Computer scientist identifies vulnerability in thousands of websites

March 14, 2022
ProbeTheProto framework developed by computer scientist Yinzhi Cao helps identify and alert websites vulnerable to a flaw that allows malicious actors to ‘pollute’ important web code

Getty Images

Millions of developers use JavaScript to build websites and mobile apps, making it one of the most popular programming languages in the world. But according to Johns Hopkins researchers, thousands of JavaScript websites are vulnerable to a security flaw that could result in manipulating the site’s URL or stealing a user’s profile information.

Known as prototype pollution, the flaw allows attackers to modify, or “pollute,” a prototype, which is a built-in property of a JavaScript object. An attacker who manages to alter a JavaScript object prototype can execute a variety of malicious actions.

With a framework they call ProbeTheProto, researchers from the Johns Hopkins Information Security Institute analyzed one million websites running on JavaScript and found that more than 2,700 websites—some of them the most visited in the world—had multiple flaws that could expose them to prototype pollution.

Ten of the sites were among the top 1,000 most visited websites of the year, including,, and

“Only recently have researchers started looking closely at prototype pollution and realizing it’s a matter of great concern,” said cybersecurity expert Yinzhi Cao, an assistant professor of computer science in the Johns Hopkins Whiting School of Engineering. “Many in the developer community may not be aware that prototype pollution vulnerabilities can have severe consequences.”

In Javascript, an object is a collection of related data or functionality; for example, a user account object may contain such data as usernames, passwords, and e-mail addresses. Once an attacker makes a change to an object prototype, it will affect how the object works throughout the entire application and opens the door for more serious vulnerabilities, Cao adds.

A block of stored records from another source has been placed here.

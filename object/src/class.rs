use std::collections::BTreeMap;

use crate::instance::Instance;
use crate::service::{Service, ServiceReply, ServiceRequest, SVC_GET_ATTRIBUTE_SINGLE, SVC_SET_ATTRIBUTE_SINGLE};
use crate::status::{CipStatus, GeneralStatus};

/// A CIP Class: the class attributes (addressed as instance 0), the
/// instances it owns, the services it dispatches, and the bitmap of
/// attribute ids (< 32) that `GetAttributeAll` concatenates (§4.7).
///
/// `GetAttributeAll` is not a registered [`Service`] - it needs
/// `attribute_all_mask`, which lives on the class rather than the instance
/// the generic `Service` closure receives - so
/// [`crate::registry::ObjectModel::notify_mr`] special-cases it directly.
/// Every other service, including the two other Common Services, goes
/// through the ordinary service table.
pub struct Class {
	pub class_id: u16,
	pub revision: u16,
	pub class_name: String,
	pub attribute_all_mask: u32,
	/// Fixed wire width, in bytes, of every `attribute_all_mask`-covered
	/// attribute id that may have no registered [`Attribute`] (e.g. an
	/// optional attribute the integrator hasn't wired up) - §4.7's
	/// "Gaps... are filled with zeros of the defined fixed widths" needs to
	/// know that width from somewhere, since `Instance` has nothing to ask
	/// for a slot it never registered.
	attribute_all_gap_widths: BTreeMap<u16, usize>,
	class_attributes: Instance,
	instances: BTreeMap<u32, Instance>,
	services: BTreeMap<u8, Service>,
}

impl Class {
	/// Builds a class pre-registered with the `GetAttributeSingle`/
	/// `SetAttributeSingle` Common Services. Class-specific services (e.g.
	/// Forward_Open on the Connection Manager class) are added afterwards
	/// with [`Class::add_service`].
	pub fn new(class_id: u16, revision: u16, class_name: impl Into<String>, attribute_all_mask: u32) -> Self {
		let mut class = Class {
			class_id,
			revision,
			class_name: class_name.into(),
			attribute_all_mask,
			attribute_all_gap_widths: BTreeMap::new(),
			class_attributes: Instance::new(0),
			instances: BTreeMap::new(),
			services: BTreeMap::new(),
		};
		class.add_service(Service::new(SVC_GET_ATTRIBUTE_SINGLE, get_attribute_single));
		class.add_service(Service::new(SVC_SET_ATTRIBUTE_SINGLE, set_attribute_single));
		class
	}

	/// Declares the fixed width of a `GetAttributeAll`-masked attribute id
	/// for when it has no registered [`Attribute`] on a given instance, so
	/// [`get_attribute_all`] can zero-fill its slot instead of aborting the
	/// whole reply (§4.7).
	pub fn set_attribute_all_gap_width(&mut self, attribute_id: u16, width: usize) {
		self.attribute_all_gap_widths.insert(attribute_id, width);
	}

	pub fn attribute_all_gap_widths(&self) -> &BTreeMap<u16, usize> {
		&self.attribute_all_gap_widths
	}

	pub fn add_service(&mut self, service: Service) {
		self.services.insert(service.service_id, service);
	}

	pub fn add_instance(&mut self, instance: Instance) {
		let id = instance.instance_id;
		if id == 0 {
			panic!("instance id 0 is reserved for the class attribute set");
		}
		if self.instances.insert(id, instance).is_some() {
			panic!("duplicate instance id {} on class 0x{:04X}", id, self.class_id);
		}
	}

	pub fn class_attributes(&self) -> &Instance {
		&self.class_attributes
	}

	pub fn class_attributes_mut(&mut self) -> &mut Instance {
		&mut self.class_attributes
	}

	pub fn instance(&self, id: u32) -> Option<&Instance> {
		if id == 0 {
			Some(&self.class_attributes)
		} else {
			self.instances.get(&id)
		}
	}

	pub fn instance_mut(&mut self, id: u32) -> Option<&mut Instance> {
		if id == 0 {
			Some(&mut self.class_attributes)
		} else {
			self.instances.get_mut(&id)
		}
	}

	pub fn instances(&self) -> impl Iterator<Item = &Instance> {
		self.instances.values()
	}

	pub fn service(&self, id: u8) -> Option<&Service> {
		self.services.get(&id)
	}

	pub fn service_mut(&mut self, id: u8) -> Option<&mut Service> {
		self.services.get_mut(&id)
	}

	pub fn has_service(&self, id: u8) -> bool {
		self.services.contains_key(&id)
	}
}

/// Implements GetAttributeAll for any instance given its class's mask, used
/// directly by `ObjectModel::notify_mr` rather than through the `Service`
/// table (see the doc comment on [`Class`]).
pub fn get_attribute_all(instance: &Instance, mask: u32, gap_widths: &BTreeMap<u16, usize>) -> Result<Vec<u8>, CipStatus> {
	let mut payload = Vec::new();
	for id in 0u16..32 {
		if mask & (1 << id) == 0 {
			continue;
		}
		match instance.attribute(id) {
			Some(attribute) => match attribute.get_single() {
				Ok(bytes) => payload.extend_from_slice(&bytes),
				Err(status) => return Err(status),
			},
			// The class specification reserves the slot but no attribute was
			// registered for it on this instance; fill the gap with zeros at
			// its declared fixed width so the reply layout still matches the
			// CIP specification for the class instead of aborting the reply.
			None => match gap_widths.get(&id) {
				Some(&width) => payload.extend(std::iter::repeat(0u8).take(width)),
				None => return Err(GeneralStatus::AttributeNotSupported.into()),
			},
		}
	}
	Ok(payload)
}

fn get_attribute_single(instance: &mut Instance, request: &ServiceRequest, reply: &mut ServiceReply) -> CipStatus {
	let Some(attribute_id) = request.attribute else {
		return GeneralStatus::PathSegmentError.into();
	};
	let Some(attribute) = instance.attribute(attribute_id) else {
		return GeneralStatus::AttributeNotSupported.into();
	};
	match attribute.get_single() {
		Ok(bytes) => {
			reply.append(&bytes);
			CipStatus::ok()
		}
		Err(status) => status,
	}
}

fn set_attribute_single(instance: &mut Instance, request: &ServiceRequest, _reply: &mut ServiceReply) -> CipStatus {
	let Some(attribute_id) = request.attribute else {
		return GeneralStatus::PathSegmentError.into();
	};
	let Some(attribute) = instance.attribute_mut(attribute_id) else {
		return GeneralStatus::AttributeNotSupported.into();
	};
	match attribute.set_single(&request.payload) {
		Ok(()) => CipStatus::ok(),
		Err(status) => status,
	}
}

#[cfg(test)]
mod test {
	use std::cell::RefCell;
	use std::rc::Rc;

	use super::*;
	use crate::attribute::{Attribute, AttributeFlags};
	use crate::types::CipDataType;

	#[test]
	fn get_attribute_all_concatenates_masked_attributes() {
		let mut class = Class::new(0x01, 1, "Identity", 0b0110);
		let mut instance = Instance::new(1);
		instance.add_attribute(Attribute::new_default(
			1,
			CipDataType::Uint,
			AttributeFlags::get_only(),
			Rc::new(RefCell::new(vec![0xAA, 0xBB])),
		));
		instance.add_attribute(Attribute::new_default(
			2,
			CipDataType::Dint,
			AttributeFlags::get_only(),
			Rc::new(RefCell::new(vec![1, 2, 3, 4])),
		));
		class.add_instance(instance);

		let payload = get_attribute_all(class.instance(1).unwrap(), class.attribute_all_mask, class.attribute_all_gap_widths()).unwrap();
		assert_eq!(payload, vec![0xAA, 0xBB, 1, 2, 3, 4]);
	}

	#[test]
	fn get_attribute_all_zero_fills_an_unregistered_masked_attribute() {
		let mut class = Class::new(0x01, 1, "Identity", 0b0110);
		class.set_attribute_all_gap_width(2, 4);
		let mut instance = Instance::new(1);
		instance.add_attribute(Attribute::new_default(
			1,
			CipDataType::Uint,
			AttributeFlags::get_only(),
			Rc::new(RefCell::new(vec![0xAA, 0xBB])),
		));
		// Attribute 2 is masked into GetAttributeAll but never registered on
		// this instance - the reply must still carry its declared 4-byte
		// width as zeros instead of aborting.
		class.add_instance(instance);

		let payload = get_attribute_all(class.instance(1).unwrap(), class.attribute_all_mask, class.attribute_all_gap_widths()).unwrap();
		assert_eq!(payload, vec![0xAA, 0xBB, 0, 0, 0, 0]);
	}

	#[test]
	fn get_attribute_all_still_errors_when_gap_width_undeclared() {
		let mut class = Class::new(0x01, 1, "Identity", 0b0110);
		let mut instance = Instance::new(1);
		instance.add_attribute(Attribute::new_default(
			1,
			CipDataType::Uint,
			AttributeFlags::get_only(),
			Rc::new(RefCell::new(vec![0xAA, 0xBB])),
		));
		class.add_instance(instance);

		let err = get_attribute_all(class.instance(1).unwrap(), class.attribute_all_mask, class.attribute_all_gap_widths()).unwrap_err();
		assert_eq!(err, GeneralStatus::AttributeNotSupported.into());
	}
}
//! Per-connection bookkeeping `cip-ioconn`'s pure decision logic needs but
//! doesn't itself hold: sequence trackers, the production timer, and an
//! opaque handle standing in for whatever socket `adapterd`'s NetLoop has
//! bound for this connection's O→T/T→O traffic.

use std::net::SocketAddr;

use cip_ioconn::{Class1DuplicateTracker, IncomingSequenceTracker, ProductionTimer, RunIdleHeader};

/// Identifies a UDP socket the NetLoop owns, opaque to `cip-core`'s
/// synchronous logic the same way [`cip_encap::SessionTable`]'s `S` is
/// opaque to `cip-encap`.
#[derive(Debug, Clone, Copy, PartialEq, Eq, Hash)]
pub struct SocketToken(pub u64);

/// The runtime state of one established (or configuring) I/O connection,
/// keyed by [`cip_object::ConnectionHandle`] in [`crate::context::CipContext`].
pub struct IoRuntime {
	pub eip_sequence_producing: u32,
	pub sequence_count_producing: u16,
	pub eip_tracker: IncomingSequenceTracker,
	pub class1_tracker: Class1DuplicateTracker,
	pub production_timer: Option<ProductionTimer>,
	pub run_idle_enabled: bool,
	pub run_idle_state: Option<RunIdleHeader>,
	pub consuming_socket: Option<SocketToken>,
	pub producing_socket: Option<SocketToken>,
	pub send_address: Option<SocketAddr>,
}

impl IoRuntime {
	pub fn new(run_idle_enabled: bool) -> Self {
		IoRuntime {
			eip_sequence_producing: 0,
			sequence_count_producing: 0,
			eip_tracker: IncomingSequenceTracker::new(),
			class1_tracker: Class1DuplicateTracker::new(),
			production_timer: None,
			run_idle_enabled,
			run_idle_state: None,
			consuming_socket: None,
			producing_socket: None,
			send_address: None,
		}
	}
}
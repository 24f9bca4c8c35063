use std::net::SocketAddr;
use std::time::{Duration, Instant};

use rand::Rng;

/// Default delay, in milliseconds, used when the request's `sender_context`
/// does not encode a usable maximum (Vol2 2-4.2.1).
const DEFAULT_MAX_DELAY_MS: u16 = 2000;

/// Requests asking for less than this are clamped up, so that a burst of
/// broadcast ListIdentity requests on a busy segment doesn't make every
/// adapter answer in the same instant.
const MIN_DELAY_MS: u16 = 500;

/// A ListIdentity reply queued to go out at `send_at`, once its randomized
/// delay elapses.
#[derive(Debug, Clone)]
pub struct PendingReply {
	pub dest: SocketAddr,
	pub sender_context: [u8; 8],
	pub send_at: Instant,
}

/// Picks the delay for a single ListIdentity request per §4.5: the requested
/// maximum is read from the low 16 bits of `sender_context`, clamped to
/// `[MIN_DELAY_MS, requested]`, and a point is drawn uniformly within it.
pub fn pick_delay(sender_context: &[u8; 8]) -> Duration {
	let requested = u16::from_le_bytes([sender_context[0], sender_context[1]]);
	let max_delay = if requested == 0 { DEFAULT_MAX_DELAY_MS } else { requested };
	let max_delay = max_delay.max(MIN_DELAY_MS);

	let millis = rand::thread_rng().gen_range(0..=max_delay);
	Duration::from_millis(millis as u64)
}

/// A small fixed-capacity pool of delayed ListIdentity replies awaiting
/// their send time. Overflowing requests are dropped rather than queued -
/// this is a deliberate availability/memory tradeoff, not a bug: a flooded
/// adapter favors identity replies it already promised over accepting new
/// delay commitments it cannot keep.
pub struct DelayQueue {
	capacity: usize,
	pending: Vec<PendingReply>,
}

impl DelayQueue {
	pub fn new(capacity: usize) -> Self {
		DelayQueue {
			capacity,
			pending: Vec::with_capacity(capacity),
		}
	}

	/// Returns `true` if the request was accepted, `false` if it was dropped
	/// because the pool is full.
	pub fn push(&mut self, dest: SocketAddr, sender_context: [u8; 8], now: Instant) -> bool {
		if self.pending.len() >= self.capacity {
			return false;
		}
		let send_at = now + pick_delay(&sender_context);
		self.pending.push(PendingReply {
			dest,
			sender_context,
			send_at,
		});
		true
	}

	/// Removes and returns every reply whose delay has elapsed as of `now`.
	pub fn drain_ready(&mut self, now: Instant) -> Vec<PendingReply> {
		let (ready, still_pending): (Vec<_>, Vec<_>) = self.pending.drain(..).partition(|p| p.send_at <= now);
		self.pending = still_pending;
		ready
	}

	/// The earliest time at which any pending reply becomes ready, used by
	/// the caller's select loop to size its next timeout.
	pub fn next_deadline(&self) -> Option<Instant> {
		self.pending.iter().map(|p| p.send_at).min()
	}

	pub fn len(&self) -> usize {
		self.pending.len()
	}

	pub fn is_empty(&self) -> bool {
		self.pending.is_empty()
	}
}

#[cfg(test)]
mod test {
	use super::*;

	#[test]
	fn zero_requested_delay_uses_default_ceiling() {
		let ctx = [0u8; 8];
		for _ in 0..50 {
			let d = pick_delay(&ctx);
			assert!(d.as_millis() <= DEFAULT_MAX_DELAY_MS as u128);
		}
	}

	#[test]
	fn small_requested_delay_is_clamped_up() {
		let ctx = [10, 0, 0, 0, 0, 0, 0, 0];
		for _ in 0..50 {
			let d = pick_delay(&ctx);
			assert!(d.as_millis() <= MIN_DELAY_MS as u128);
		}
	}

	#[test]
	fn overflow_is_dropped() {
		let mut queue = DelayQueue::new(1);
		let now = Instant::now();
		let dest: SocketAddr = "127.0.0.1:2222".parse().unwrap();
		assert!(queue.push(dest, [0; 8], now));
		assert!(!queue.push(dest, [0; 8], now));
		assert_eq!(queue.len(), 1);
	}

	#[test]
	fn drain_ready_only_returns_elapsed_entries() {
		let mut queue = DelayQueue::new(4);
		let now = Instant::now();
		let dest: SocketAddr = "127.0.0.1:2222".parse().unwrap();
		// A far-future sender_context-derived delay won't have elapsed yet.
		queue.push(dest, [0xFF, 0xFF, 0, 0, 0, 0, 0, 0], now);
		assert!(queue.drain_ready(now).is_empty());
		assert_eq!(queue.len(), 1);

		let far_future = now + Duration::from_secs(120);
		assert_eq!(queue.drain_ready(far_future).len(), 1);
		assert!(queue.is_empty());
	}
}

He and his team set out to the study this snowball effect using dynamic taint analysis, a method in which inputs to the application are labeled with a special “tainted” marker and the researchers observe how the tainted data propagates through the program. If the marker is still there at the program’s output, the researchers know that the application is vulnerable to exploitable input attacks that could lead to some unplanned action.

“Imagine a very long pipe in a big black box and I want to know whether Points A and B are connected. If they are, I can put some toxic liquid at Point A to attack Point B. What we do is to drop a bit of red dye in the water at Point A and then observe the water color at Point B. If I can see Point B is also red, I know A and B are connected and then we can launch attacks,” Cao said.

The researchers identified three major input attacks that can be caused by prototype pollution: cross-site scripting (XSS), cookie manipulation, and URL manipulation. Such vulnerabilities on public websites provide ample opportunities for cyber criminals to hijack passwords and install malware, among other nefarious activities.

Cao says that researchers have a responsibility to report prototype pollution vulnerabilities to website owners and even recommend the best patch for their code. Thanks to Cao’s team sounding the alarm, so far 293 vulnerabilities have already been fixed by developers.

“Organizations don’t even know these vulnerabilities exist. Our ProbeTheProto tool can automatically and accurately detect a wide range of potential attacks. And we’ve found that many developers are happy that we are helping them stay ahead of cybersecurity threats,” Cao said.

Computer science graduate students Zifeng Kang and Song Li contributed to the research. The team members will present their paper “Probe the Proto: Measuring Client-Side Prototype Pollution Vulnerabilities of One Million Real-world Websites,” at the Network & Distributed System Security Symposium April 24-28 in San Diego.